春ベスト4は夏へのプロローグ
春季県大会26年ぶりベスト4
伝統進学校が春季大会で躍進をみせた。3回戦で前橋育英を破ると、勢いに乗ってベスト4へ進出。士気高まるチームは、夏へ向けて「本気のチャレンジ」を続けている。
■春季最大の「番狂わせ」
春季大会は、周囲を驚かせる「番狂わせ」を起こしてみせた。1回戦で常磐、2回戦で渋川に勝利し3回戦・前橋育英戦へ臨んだ。優勝候補の一角だった前橋育英に対して、太田は怯むことなく真っ向勝負。0対1で迎えた4回に、相手を揺さぶりチャンスを広げていくと、澤田大和主将(3年=内野手)の走者一掃三塁打などで一挙7点を奪う猛攻撃をみせていく。続く5回には1番・糸井達輝(3年=外野手)の三塁打も飛び出してさらに3点を追加。リードを大きく広げていった。サウスポーエース大舘陽七薫(3年)から、寺島優(3年)への継投で反撃を最小限に抑えると、10対3の7回コールド勝利。文武両道進学校は自らの力で、ベスト8へ進出してみせた。
■準決勝で惜敗も堂々の戦い
勢いは止まらない。準々決勝では、公立伝統校・高崎商と対戦。エース大舘の好投によってゲームを作っていくと、5回までに3対1とリード。大舘の打撃での活躍もあり6回に4点、さらに8回に1点を加えて8対1の8回コールドでゲームをクローズし26年ぶりにベスト4へ進出した。準決勝は、関東学園大附。結果的に県大会で優勝した相手に対して、澤田主将が本塁打を打ち込むなど一歩も引かない戦いをみせた。総力戦となった状況下、5対6での惜敗となったものの、その戦いぶりにはスタンドから大きな拍手が送られた。堂々の結果だったが、選手たちは決して満足していない。試合後、笑顔をみせる者はいなかったという。太田は、この悔しさを夏への原動力に変えて、再び練習に励む。
■本気の「文武両道」を実践
チームを率いるのは太田OBの岡田友希監督。早稲田大卒業後に臨時採用で母校を指揮し、利根実での10年を経て2013年秋に母校指揮官へ戻った。「文武両道」を追求していく中で、選手たちの実力を引き出すためにマンスリー、ウィークリーで目標を設定。選手たちは自身の考えを各シートに書き込み、練習へ向かう。野球ノートも貴重な“練習”となっている。

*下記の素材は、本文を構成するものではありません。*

//! Category tally integration harness.
//!
//! # What this covers
//!
//! - **Zero fill**: every known category is present, even without rows.
//! - **Exclusion**: NULL and unknown categories count nowhere, not even in
//!   the total.
//! - **Degradation**: a failing store yields the zero baseline on both the
//!   aggregate path and the fallback path.
//! - **Agreement**: SQLite's grouped aggregate equals the in-process
//!   fallback used by the memory store.
//!
//! # Running
//!
//! ```sh
//! cargo test --test tally_harness
//! ```

mod common;
use common::*;

use memo_core::store::{MemoryStore, NoteStore};
use memo_core::tally::{tally, tally_store, CategoryCounts};
use memo_core::{CategorySet, ALL};
use pretty_assertions::assert_eq;
use proptest::prelude::*;

fn builtin() -> CategorySet {
    CategorySet::builtin()
}

// ---------------------------------------------------------------------------
// Worked example
// ---------------------------------------------------------------------------

/// Two 工作, one 生活, one unknown: the unknown row reaches neither a bucket
/// nor the total.
#[test]
fn unknown_row_is_excluded_from_total() {
    let known = CategorySet::new(["工作", "生活"]);
    let rows: Vec<_> = ["工作", "工作", "生活", "???"]
        .iter()
        .enumerate()
        .map(|(i, c)| NoteBuilder::new("").category(*c).build(i as i64 + 1))
        .collect();

    let counts = tally(&rows, &known);
    assert_eq!(counts.get("工作"), Some(2));
    assert_eq!(counts.get("生活"), Some(1));
    assert_eq!(counts.get(ALL), Some(3));
    assert_eq!(counts.get("???"), None);
}

// ---------------------------------------------------------------------------
// Store paths
// ---------------------------------------------------------------------------

#[test]
fn empty_store_is_all_zero() {
    let counts = tally_store(&MemoryStore::new(), &builtin());
    assert_eq!(counts, CategoryCounts::zeroed(&builtin()));
    assert_eq!(counts.iter().count(), builtin().len());
}

#[test]
fn corpus_counts_on_both_paths() {
    let (memory, sqlite) = twin_stores(&mixed_corpus());

    let fallback = tally_store(&memory, &builtin());
    let grouped = tally_store(&sqlite, &builtin());
    assert_eq!(fallback, grouped);

    assert_eq!(
        grouped.iter().collect::<Vec<_>>(),
        vec![
            ("默认", 0),
            ("工作", 3),
            ("行程", 0),
            ("学习", 1),
            ("灵感", 1),
            ("生活", 1),
            ("其他", 0),
        ]
    );
    // 8 rows, one NULL and one "???"
    assert_eq!(grouped.all(), 6);
}

#[test]
fn sqlite_has_a_grouped_aggregate_and_memory_does_not() {
    let (memory, sqlite) = twin_stores(&mixed_corpus());
    assert_eq!(memory.aggregate_categories().unwrap(), None);

    let grouped = sqlite.aggregate_categories().unwrap().unwrap();
    assert_eq!(grouped.get("工作"), Some(&3));
    assert_eq!(grouped.get("???"), Some(&1));
    assert_eq!(grouped.values().sum::<u64>(), 7);
}

#[test]
fn failing_aggregate_yields_zeros() {
    assert_eq!(tally_store(&FailingStore, &builtin()), CategoryCounts::zeroed(&builtin()));
}

#[test]
fn failing_fallback_query_yields_zeros() {
    assert_eq!(
        tally_store(&FailingQueryStore, &builtin()),
        CategoryCounts::zeroed(&builtin())
    );
}

#[test]
fn counts_follow_deletes() {
    let mut store = MemoryStore::new();
    let ids = seed(
        &mut store,
        &[
            NoteBuilder::new("a").category("学习"),
            NoteBuilder::new("b").category("学习"),
        ],
    );
    store.delete(ids[0]).unwrap();
    assert_eq!(tally_store(&store, &builtin()).get("学习"), Some(1));
}

// ---------------------------------------------------------------------------
// Properties
// ---------------------------------------------------------------------------

fn category_strategy() -> impl Strategy<Value = Option<String>> {
    prop_oneof![
        4 => prop::sample::select(memo_core::category::BUILTIN.to_vec())
            .prop_map(|c| Some(c.to_string())),
        1 => Just(None),
        1 => "[a-z?]{1,3}".prop_map(Some),
    ]
}

proptest! {
    #[test]
    fn prop_total_is_sum_of_buckets(categories in prop::collection::vec(category_strategy(), 0..40)) {
        let known = builtin();
        let rows: Vec<_> = categories
            .iter()
            .enumerate()
            .map(|(i, c)| {
                let b = NoteBuilder::new("");
                let b = match c {
                    Some(c) => b.category(c.clone()),
                    None => b.uncategorised(),
                };
                b.build(i as i64 + 1)
            })
            .collect();

        let counts = tally(&rows, &known);
        prop_assert_eq!(counts.all(), counts.iter().map(|(_, n)| n).sum::<u64>());

        let expected = categories
            .iter()
            .filter(|c| c.as_deref().is_some_and(|c| known.contains(c)))
            .count() as u64;
        prop_assert_eq!(counts.all(), expected);
    }

    #[test]
    fn prop_sqlite_aggregate_matches_fallback(categories in prop::collection::vec(category_strategy(), 0..20)) {
        let builders: Vec<_> = categories
            .into_iter()
            .map(|c| match c {
                Some(c) => NoteBuilder::new("").category(c),
                None => NoteBuilder::new("").uncategorised(),
            })
            .collect();
        let (memory, sqlite) = twin_stores(&builders);
        prop_assert_eq!(tally_store(&memory, &builtin()), tally_store(&sqlite, &builtin()));
    }
}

新チーム始動当初は、意見がぶつかることもあったというが、県制覇、そして甲子園を目標にすることで方向性がはっきりした。「県No.1」になるためには何が必要かを考えれば、すべての答えは明白だった。澤田主将は「勉強を言い訳にしてはいけない。文武両道という言葉だけではなく、勉強も野球も本気で取り組むことが大切だと考えています」とチームを牽引している。チームは、澤田主将を軸に、1番・糸井、4番・川緑健太(3年=内野手)、エース大舘、リリーバー寺島ら、投打の戦力は整っている。春ベスト4は、夏躍進へのプロローグ。太田の進撃は、夏へと続いていく。